The drawn-out referendum didn’t help. The unseemly enthusiasm for the Qantas Chairman’s Lounge and purchasing a $4.3m clifftop mansion at Copacabana while the ordinary voters were scratching to feed themselves and pay the mortgage.
These aren’t the politics of envy. These are the politics of being pissed off and from what I gather that is where Australians are right now. They hear Dutton when he says, “In the past two years, Australia has experienced the biggest fall in household disposable incomes of any developed country. And for the past 21 months Australia has been in a per-capita recession-the longest recession on record.”
Now you can argue that this condition does not eventuate overnight, and the previous 10 years of Coalition government must reasonably have something to do with our problems today.
Rightly you can argue that, but is anyone listening?
I suspect that they are not. When the electorate is peed off it is not thinking reasonably. As John Howard once told me; “You are in serious trouble when the mob don’t like it.”
Howard didn’t get everything right, but he certainly ran an effective government, the second longest in Australian history under a single prime minister. Yet in 2007 at the end of his fourth term he was swept from office and even lost his own seat of Bennelong. It wasn’t his perceived unkindness to refugees, nor his readiness to join those foreign wars that we might have been better to avoid, but the remorseless upward march of interest rates, beyond his control, that was Howard’s undoing.

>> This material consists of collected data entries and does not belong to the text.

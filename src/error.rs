use thiserror::Error;

/// Error taxonomy shared by every fallible operation in the flow table,
/// packet buffer, uSDN codec/engine and controller dispatcher.
#[derive(Error, Debug, Clone, PartialEq, Eq)]
pub enum SdnError {
    #[error("pool exhausted: {pool}")]
    PoolFull { pool: &'static str },

    #[error("malformed input: {0}")]
    Malformed(String),

    #[error("no route available")]
    NoRoute,

    #[error("southbound not configured")]
    NotConfigured,

    #[error("timed out waiting for {0}")]
    Timeout(&'static str),

    #[error("unexpected dispatch state")]
    Unknown,
}

pub type SdnResult<T> = Result<T, SdnError>;
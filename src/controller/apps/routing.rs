//! Shortest-path routing app (§4.7): depth-first search over the
//! network graph, keeping the best (shortest) path found so far.

use super::App;
use crate::controller::action::{Action, Response};
use crate::controller::network::NetworkModel;
use std::time::Instant;

pub struct DfsRoutingApp;

impl DfsRoutingApp {
    /// Returns the ids of a shortest path from `src` to `dst`
    /// (inclusive of both endpoints), or `None` if none exists.
    pub fn shortest_path(network: &NetworkModel, src: u16, dst: u16) -> Option<Vec<u16>> {
        if !network.contains(src) || !network.contains(dst) {
            return None;
        }
        let upper_bound = network.len() + 1;
        let mut best: Option<Vec<u16>> = None;
        let mut stack = vec![src];
        Self::dfs(network, dst, &mut stack, &mut best, upper_bound);
        best
    }

    fn dfs(network: &NetworkModel, dst: u16, stack: &mut Vec<u16>, best: &mut Option<Vec<u16>>, upper_bound: usize) {
        let current = *stack.last().unwrap();
        if current == dst {
            if stack.len() <= best.as_ref().map(|b| b.len()).unwrap_or(upper_bound) {
                *best = Some(stack.clone());
            }
            return;
        }
        if stack.len() >= upper_bound {
            return;
        }
        for neighbor in network.neighbors(current) {
            if stack.contains(&neighbor) {
                continue;
            }
            stack.push(neighbor);
            Self::dfs(network, dst, stack, best, upper_bound);
            stack.pop();
        }
    }
}

impl App for DfsRoutingApp {
    fn run(&mut self, action: &Action, network: &mut NetworkModel, _now: Instant) -> Option<Response> {
        let Action::Routing { tx_id, src, dst } = action else { return None };
        let path = Self::shortest_path(network, *src, *dst)?;
        Some(Response::Routing { tx_id: *tx_id, compression: 15, ids: path })
    }
}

In government, unless it is good news, you want the finance stories at the back of the paper and up the end of the television news bulletins. Not front and centre as they are now.
Certainly, the joint’s a mess.
No matter where you look.
Housing, energy, education, the economy, defence, to name a few along with a deepening national disunity and lack of confidence.
To be fair to Albo it’s hard to see him achieving such national disintegration in just two and a half years. This has been a long time coming and it is disingenuous of the Coalition to suggest that the previous 10 years had nothing to do with it. Credit where it’s due.
The polls suggest that neither party will win outright, and the next prime minister will lead a minority government.
Then Albo will surely be off to Copacabana.
I haven’t decided how to vote yet, but for what little it is worth I’ll let you know when I know.
Peter Dutton says that Albanese “is the worst prime minister since Whitlam.”
That is manifestly unfair and not the judgment of Australian political history.
I might not have argued had he said, “the worst since Billy McMahon.”
Indeed, last week Dutton could have been speaking about almost every recent PM when he said, “Australians have endured one of the most incompetent governments in our nation’s history … the past three years have been a litany of bad decisions and broken promises.”
I wonder when was it not always thus?
And Albo’s rejoinder could have been a description of every opposition leader in history.
“We do need leadership in this country, but we need leadership with a heart. Peter Dutton represents a cold-hearted, mean spirited, sometimes just plain nasty response and that’s not going to help people.”
Perhaps the only place either man gets it right is in his characterisation of the other.